It's clear from this plot that specimens from each of the three clusters have distinctly different relative sizes of petals and sepals on average. The first cluster has petals that are strictly smaller than their sepals. The second two clusters' petals and sepals overlap in size, however, those from the third cluster overlap more than the second. You can also see that the second and third clusters include some specimens which are very similar to each other.

Clustering Fisher's Iris Data Using Hierarchical Clustering

K-Means clustering produced a single partition of the iris data, but you might also want to investigate different scales of grouping in your data. Hierarchical clustering lets you do just that, by creating a hierarchical tree of clusters.

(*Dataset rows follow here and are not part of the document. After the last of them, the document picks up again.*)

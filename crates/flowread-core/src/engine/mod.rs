//! Reading engine: scheduler, view synchronizer and focus spring behind a
//! single per-frame entry point.

use heapless::Vec as HeaplessVec;
use log::debug;

use crate::{
    focus::{self, FocusGeometry, FocusSpring, GlyphMeasure},
    pacing::StopWords,
    playback::{Playback, PlaybackEvent, PlaybackState, TickResult},
    settings::{EngineSettings, clamp_pivot},
    tokenizer::{PEEK_WORDS, TokenStream},
    view_sync::{ParagraphBox, ParagraphPosition, ScrollRequest, ViewSync, Viewport, WordBox},
};

/// Read-only snapshot handed to the renderer.
#[derive(Clone, Copy, Debug, PartialEq)]
pub struct Frame<'a> {
    /// Text of the current token; `None` only for an empty stream.
    pub word: Option<&'a str>,
    pub index: usize,
    pub is_paragraph_break: bool,
    /// Word shown before the last advance, for the trailing ghost.
    pub previous_word: Option<&'a str>,
    /// Character index of the focus character in `word`.
    pub focus_char: usize,
    /// Leading characters drawn with extra weight, `0` when emphasis is off.
    pub emphasis_len: usize,
    /// Current horizontal offset of the word's left edge.
    pub focus_offset: f64,
    pub focus_target: f64,
    pub is_playing: bool,
    pub wpm: u16,
    pub position: Option<ParagraphPosition>,
    /// `0.0` on the first token, `1.0` on the last.
    pub progress: f64,
    pub total_tokens: usize,
}

pub struct Engine<M>
where
    M: GlyphMeasure,
{
    playback: Playback,
    view: ViewSync,
    spring: FocusSpring,
    settings: EngineSettings,
    measure: M,
    display_width: f64,
    focused_index: Option<usize>,
}

impl<M> Engine<M>
where
    M: GlyphMeasure,
{
    pub fn new(
        text: &str,
        settings: EngineSettings,
        stop_words: StopWords,
        measure: M,
        display_width: f64,
    ) -> Self {
        Self::from_stream(
            TokenStream::from_text(text),
            settings,
            stop_words,
            measure,
            display_width,
        )
    }

    pub fn from_stream(
        stream: TokenStream,
        settings: EngineSettings,
        stop_words: StopWords,
        measure: M,
        display_width: f64,
    ) -> Self {
        let settings = settings.sanitized();
        let view = ViewSync::new(&stream);
        let mut playback = Playback::new(
            stream,
            settings.pacing_model(stop_words),
            u32::from(settings.wpm),
            settings.natural_pacing,
        );
        playback.set_milestone_words(settings.milestone_words);

        let mut spring = FocusSpring::default();
        spring.set_reduced_motion(settings.reduced_motion);

        let mut engine = Self {
            playback,
            view,
            spring,
            settings,
            measure,
            display_width: sanitize_width(display_width),
            focused_index: None,
        };
        engine.retarget_focus();
        debug!(
            "engine: init tokens={} paragraphs={} wpm={}",
            engine.playback.stream().len(),
            engine.playback.stream().paragraph_count(),
            engine.settings.wpm
        );
        engine
    }

    pub fn settings(&self) -> EngineSettings {
        self.settings
    }

    pub fn stream(&self) -> &TokenStream {
        self.playback.stream()
    }

    pub fn state(&self) -> PlaybackState {
        self.playback.state()
    }

    pub fn playback(&self) -> &Playback {
        &self.playback
    }

    pub fn view(&self) -> &ViewSync {
        &self.view
    }

    pub fn spring(&self) -> &FocusSpring {
        &self.spring
    }

    pub fn measure(&self) -> &M {
        &self.measure
    }

    pub fn display_width(&self) -> f64 {
        self.display_width
    }

    pub fn current_index(&self) -> usize {
        self.playback.current_index()
    }

    pub fn is_playing(&self) -> bool {
        self.playback.is_playing()
    }

    /// Paragraph position of an arbitrary global index, clamped into the
    /// stream.
    pub fn locate(&self, global_index: usize) -> Option<ParagraphPosition> {
        self.view.locate(global_index)
    }

    /// Index to persist so a later session can continue here.
    pub fn resume_index(&self) -> usize {
        self.playback.current_index()
    }

    /// Next displayable words after the current token.
    pub fn peek(&self) -> HeaplessVec<&str, PEEK_WORDS> {
        self.playback
            .stream()
            .peek(self.playback.current_index().saturating_add(1))
    }

    pub fn poll_event(&mut self) -> Option<PlaybackEvent> {
        self.playback.poll_event()
    }

    /// Scroll target for the paragraph view, once per index change.
    pub fn follow(&mut self) -> Option<ScrollRequest> {
        self.view.follow(self.playback.current_index())
    }

    fn retarget_focus(&mut self) {
        let index = self.playback.current_index();
        self.focused_index = Some(index);

        let Some(token) = self.playback.current_token() else {
            return;
        };
        // Breaks keep the previous word's alignment.
        if token.is_paragraph_break {
            return;
        }

        let geometry = FocusGeometry::measure(&token.text, &self.measure);
        let target = focus::focus_target(
            self.display_width,
            self.settings.pivot_fraction,
            &geometry,
        );
        self.spring.set_target(target);
    }

    fn sync_focus(&mut self) {
        if self.focused_index != Some(self.playback.current_index()) {
            self.retarget_focus();
        }
    }
}

fn sanitize_width(width: f64) -> f64 {
    if width.is_finite() { width.max(0.0) } else { 0.0 }
}

include!("control.rs");
include!("frame.rs");
//! Mapping between global token indices and the scrolling paragraph view.
//!
//! The renderer never exposes its layout engine here; it reports plain
//! vertical boxes for the paragraphs and words it currently shows, and every
//! query is answered from those numbers alone.

use core::ops::Range;

use log::debug;

use crate::tokenizer::TokenStream;

/// Paragraph number plus offset of a token inside that paragraph.
#[derive(Clone, Copy, Debug, Eq, PartialEq)]
pub struct ParagraphPosition {
    pub paragraph: usize,
    pub local_offset: usize,
}

impl ParagraphPosition {
    /// Inverse of [`locate`].
    pub fn global_index(&self, paragraph_offsets: &[usize]) -> Option<usize> {
        paragraph_offsets
            .get(self.paragraph)
            .map(|start| start + self.local_offset)
    }
}

/// Finds the last paragraph whose first token is at or before
/// `global_index`. Indices before the first paragraph clamp onto it.
///
/// The offset table does not know the stream length, so indices past the
/// last token land in the last paragraph unclamped; use [`ViewSync::locate`]
/// to clamp against the stream.
pub fn locate(global_index: usize, paragraph_offsets: &[usize]) -> Option<ParagraphPosition> {
    let first = *paragraph_offsets.first()?;
    let index = global_index.max(first);
    let paragraph = paragraph_offsets.partition_point(|&offset| offset <= index) - 1;

    Some(ParagraphPosition {
        paragraph,
        local_offset: index - paragraph_offsets[paragraph],
    })
}

/// Vertical extent of one rendered word.
#[derive(Clone, Copy, Debug, PartialEq)]
pub struct WordBox {
    pub index: usize,
    pub top: f64,
    pub height: f64,
}

impl WordBox {
    pub fn center_y(&self) -> f64 {
        self.top + self.height / 2.0
    }
}

/// Vertical extent of one rendered paragraph.
#[derive(Clone, Copy, Debug, PartialEq)]
pub struct ParagraphBox {
    pub paragraph: usize,
    pub top: f64,
    pub height: f64,
}

/// Visible window of the scrolling view, in the same coordinates as the
/// boxes.
#[derive(Clone, Copy, Debug, PartialEq)]
pub struct Viewport {
    pub top: f64,
    pub height: f64,
}

impl Viewport {
    pub fn center_y(&self) -> f64 {
        self.top + self.height / 2.0
    }

    /// Share of a box of `height` starting at `top` that lies inside the
    /// viewport, `0.0..=1.0`.
    pub fn visible_fraction(&self, top: f64, height: f64) -> f64 {
        if !top.is_finite() || !height.is_finite() || height <= 0.0 {
            return 0.0;
        }

        let visible_top = top.max(self.top);
        let visible_bottom = (top + height).min(self.top + self.height);
        ((visible_bottom - visible_top) / height).clamp(0.0, 1.0)
    }
}

/// Word whose vertical center is closest to `center_y`; ties go to the lower
/// global index.
pub fn nearest_to_center<'a, I>(words: I, center_y: f64) -> Option<usize>
where
    I: IntoIterator<Item = &'a WordBox>,
{
    let mut best: Option<(f64, usize)> = None;

    for word in words {
        let distance = (word.center_y() - center_y).abs();
        if !distance.is_finite() {
            continue;
        }

        let closer = match best {
            None => true,
            Some((best_distance, best_index)) => {
                distance < best_distance || (distance == best_distance && word.index < best_index)
            }
        };
        if closer {
            best = Some((distance, word.index));
        }
    }

    best.map(|(_, index)| index)
}

/// Where the paragraph view should scroll to follow playback.
#[derive(Clone, Copy, Debug, Eq, PartialEq)]
pub struct ScrollRequest {
    pub index: usize,
    pub paragraph: usize,
    pub local_offset: usize,
}

/// Keeps the paragraph view and timed playback pointing at the same token.
#[derive(Clone, Debug, Default)]
pub struct ViewSync {
    paragraph_offsets: Vec<usize>,
    token_count: usize,
    last_active: Option<usize>,
    last_followed: Option<usize>,
}

impl ViewSync {
    pub fn new(stream: &TokenStream) -> Self {
        let mut sync = Self::default();
        sync.rebuild(stream);
        sync
    }

    /// Rebuilds the offset table for a new stream and forgets view history.
    pub fn rebuild(&mut self, stream: &TokenStream) {
        self.paragraph_offsets = stream.paragraph_offsets().to_vec();
        self.token_count = stream.len();
        self.last_active = None;
        self.last_followed = None;
    }

    pub fn paragraph_offsets(&self) -> &[usize] {
        &self.paragraph_offsets
    }

    pub fn last_active(&self) -> Option<usize> {
        self.last_active
    }

    /// [`locate`] with `global_index` clamped into the stream.
    pub fn locate(&self, global_index: usize) -> Option<ParagraphPosition> {
        let last = self.token_count.checked_sub(1)?;
        locate(global_index.min(last), &self.paragraph_offsets)
    }

    fn paragraph_range(&self, paragraph: usize) -> Option<Range<usize>> {
        let start = *self.paragraph_offsets.get(paragraph)?;
        let end = self
            .paragraph_offsets
            .get(paragraph + 1)
            .copied()
            .unwrap_or(self.token_count);
        Some(start..end)
    }

    /// Scroll target for `current_index`, emitted once per index change.
    pub fn follow(&mut self, current_index: usize) -> Option<ScrollRequest> {
        if self.last_followed == Some(current_index) {
            return None;
        }

        let position = self.locate(current_index)?;
        self.last_followed = Some(current_index);
        Some(ScrollRequest {
            index: current_index,
            paragraph: position.paragraph,
            local_offset: position.local_offset,
        })
    }

    /// Paragraph with the largest visible share of the viewport. Ties keep
    /// the most recently active paragraph, then the lower paragraph number.
    pub fn active_paragraph(
        &mut self,
        paragraphs: &[ParagraphBox],
        viewport: Viewport,
    ) -> Option<usize> {
        let mut best: Option<(f64, usize)> = None;

        for candidate in paragraphs {
            let fraction = viewport.visible_fraction(candidate.top, candidate.height);
            if fraction <= 0.0 {
                continue;
            }

            let replace = match best {
                None => true,
                Some((best_fraction, best_paragraph)) => {
                    fraction > best_fraction
                        || (fraction == best_fraction
                            && self.prefer_on_tie(candidate.paragraph, best_paragraph))
                }
            };
            if replace {
                best = Some((fraction, candidate.paragraph));
            }
        }

        let (_, paragraph) = best?;
        if self.last_active != Some(paragraph) {
            debug!("view-sync: active paragraph={paragraph}");
        }
        self.last_active = Some(paragraph);
        Some(paragraph)
    }

    fn prefer_on_tie(&self, candidate: usize, incumbent: usize) -> bool {
        if self.last_active == Some(incumbent) {
            return false;
        }
        self.last_active == Some(candidate) || candidate < incumbent
    }

    /// Token nearest to the viewport center inside the active paragraph,
    /// used to resume timed playback where the reader scrolled to.
    ///
    /// When no paragraph is visible, the paragraph holding `current_index`
    /// is searched instead.
    pub fn anchor(
        &mut self,
        paragraphs: &[ParagraphBox],
        words: &[WordBox],
        viewport: Viewport,
        current_index: usize,
    ) -> Option<usize> {
        let paragraph = match self.active_paragraph(paragraphs, viewport) {
            Some(paragraph) => paragraph,
            None => self.locate(current_index)?.paragraph,
        };
        let range = self.paragraph_range(paragraph)?;

        let anchor = nearest_to_center(
            words.iter().filter(|word| range.contains(&word.index)),
            viewport.center_y(),
        );
        debug!("view-sync: anchor paragraph={paragraph} index={anchor:?}");
        anchor
    }
}
use std::io::{self, Write};

use flowread_core::engine::Frame;

const CLEAR_LINE: &str = "\x1b[2K";
const EMPHASIS_ON: &str = "\x1b[1m";
const FOCUS_ON: &str = "\x1b[1;31m";
const STYLE_OFF: &str = "\x1b[0m";

/// Single terminal line redrawn in place whenever the word or its column
/// changes.
pub(super) struct WordLine<W>
where
    W: Write,
{
    out: W,
    width: usize,
    drawn: Option<(usize, usize)>,
}

impl<W> WordLine<W>
where
    W: Write,
{
    pub(super) fn new(out: W, width: usize) -> Self {
        Self {
            out,
            width,
            drawn: None,
        }
    }

    pub(super) fn render(&mut self, frame: &Frame<'_>) -> io::Result<()> {
        let column = column_for(frame.focus_offset, self.width);
        let key = (frame.index, column);
        if self.drawn == Some(key) {
            return Ok(());
        }
        self.drawn = Some(key);

        write!(self.out, "\r{CLEAR_LINE}")?;
        if let Some(word) = frame.word.filter(|_| !frame.is_paragraph_break) {
            let parts = WordParts::split(word, frame.emphasis_len, frame.focus_char);
            write!(
                self.out,
                "{:column$}{EMPHASIS_ON}{}{STYLE_OFF}{}{FOCUS_ON}{}{STYLE_OFF}{}",
                "", parts.lead_emphasis, parts.lead, parts.focus, parts.tail
            )?;
        }
        self.out.flush()
    }

    pub(super) fn finish(&mut self) -> io::Result<()> {
        writeln!(self.out)?;
        self.out.flush()
    }
}

fn column_for(offset: f64, width: usize) -> usize {
    if !offset.is_finite() || offset <= 0.0 {
        return 0;
    }
    (offset.round() as usize).min(width)
}

/// Word cut around its focus character. The emphasised lead never reaches
/// past the focus character.
#[derive(Clone, Copy, Debug, Eq, PartialEq)]
struct WordParts<'a> {
    lead_emphasis: &'a str,
    lead: &'a str,
    focus: &'a str,
    tail: &'a str,
}

impl<'a> WordParts<'a> {
    fn split(word: &'a str, emphasis_len: usize, focus_char: usize) -> Self {
        let byte_at = |chars: usize| {
            word.char_indices()
                .nth(chars)
                .map_or(word.len(), |(byte, _)| byte)
        };

        let focus_start = byte_at(focus_char);
        let focus_end = byte_at(focus_char + 1);
        let emphasis_end = byte_at(emphasis_len.min(focus_char));

        Self {
            lead_emphasis: &word[..emphasis_end],
            lead: &word[emphasis_end..focus_start],
            focus: &word[focus_start..focus_end],
            tail: &word[focus_end..],
        }
    }
}
impl<M> Engine<M>
where
    M: GlyphMeasure,
{
    /// Advances playback by `dt_ms` and steps the focus spring once.
    pub fn tick(&mut self, dt_ms: f64) -> TickResult {
        let result = self.playback.tick(dt_ms);
        self.sync_focus();
        self.spring.step(dt_ms / 1_000.0);
        result
    }

    pub fn with_frame<'a, R, F>(&'a self, f: F) -> R
    where
        F: FnOnce(Frame<'a>) -> R,
    {
        let index = self.playback.current_index();
        let token = self.playback.current_token();
        let word = token.map(|token| token.text.as_str());
        let previous_word = self
            .playback
            .previous_token()
            .filter(|token| !token.is_paragraph_break)
            .map(|token| token.text.as_str());

        let total_tokens = self.playback.stream().len();
        let progress = match self.playback.stream().last_index() {
            Some(0) => 1.0,
            Some(last) => index as f64 / last as f64,
            None => 0.0,
        };

        let (focus_char, emphasis_len) = match token {
            Some(token) if !token.is_paragraph_break => (
                focus::focus_char_index(&token.text),
                if self.settings.bionic_emphasis {
                    focus::emphasis_len(&token.text)
                } else {
                    0
                },
            ),
            _ => (0, 0),
        };

        f(Frame {
            word,
            index,
            is_paragraph_break: token.is_some_and(|token| token.is_paragraph_break),
            previous_word,
            focus_char,
            emphasis_len,
            focus_offset: self.spring.position(),
            focus_target: self.spring.target(),
            is_playing: self.playback.is_playing(),
            wpm: self.playback.wpm(),
            position: self.view.locate(index),
            progress,
            total_tokens,
        })
    }
}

First, create a cluster tree using distances between observations in the iris data. Begin by using Euclidean distance.

eucD = pdist(meas,'euclidean'); clustTreeEuc = linkage(eucD,'average');

The cophenetic correlation is one way to verify that the cluster tree is consistent with the original distances. Large values indicate that the tree fits the distances well, in the sense that pairwise linkages between observations correlate with their actual pairwise distances. This tree seems to be a fairly good fit to the distances.

cophenet(clustTreeEuc,eucD)

Clustering Fisher's Iris Data Using Hierarchical Clustering

To visualize the hierarchy of clusters, you can plot a dendrogram.

[h,nodes] = dendrogram(clustTreeEuc,0);

h_gca = gca;

h_gca.TickDir = 'out';

h_gca.TickLength = [.002 0];

h_gca.XTickLabel = [];

The root node in this tree is much higher than the remaining nodes, confirming what you saw from K-Means clustering: there are two large, distinct groups of observations. Within each of those two groups, you can see that lower levels of groups emerge as you consider smaller and smaller scales in distance. There are many different levels of groups, of different sizes, and at different degrees of distinctness.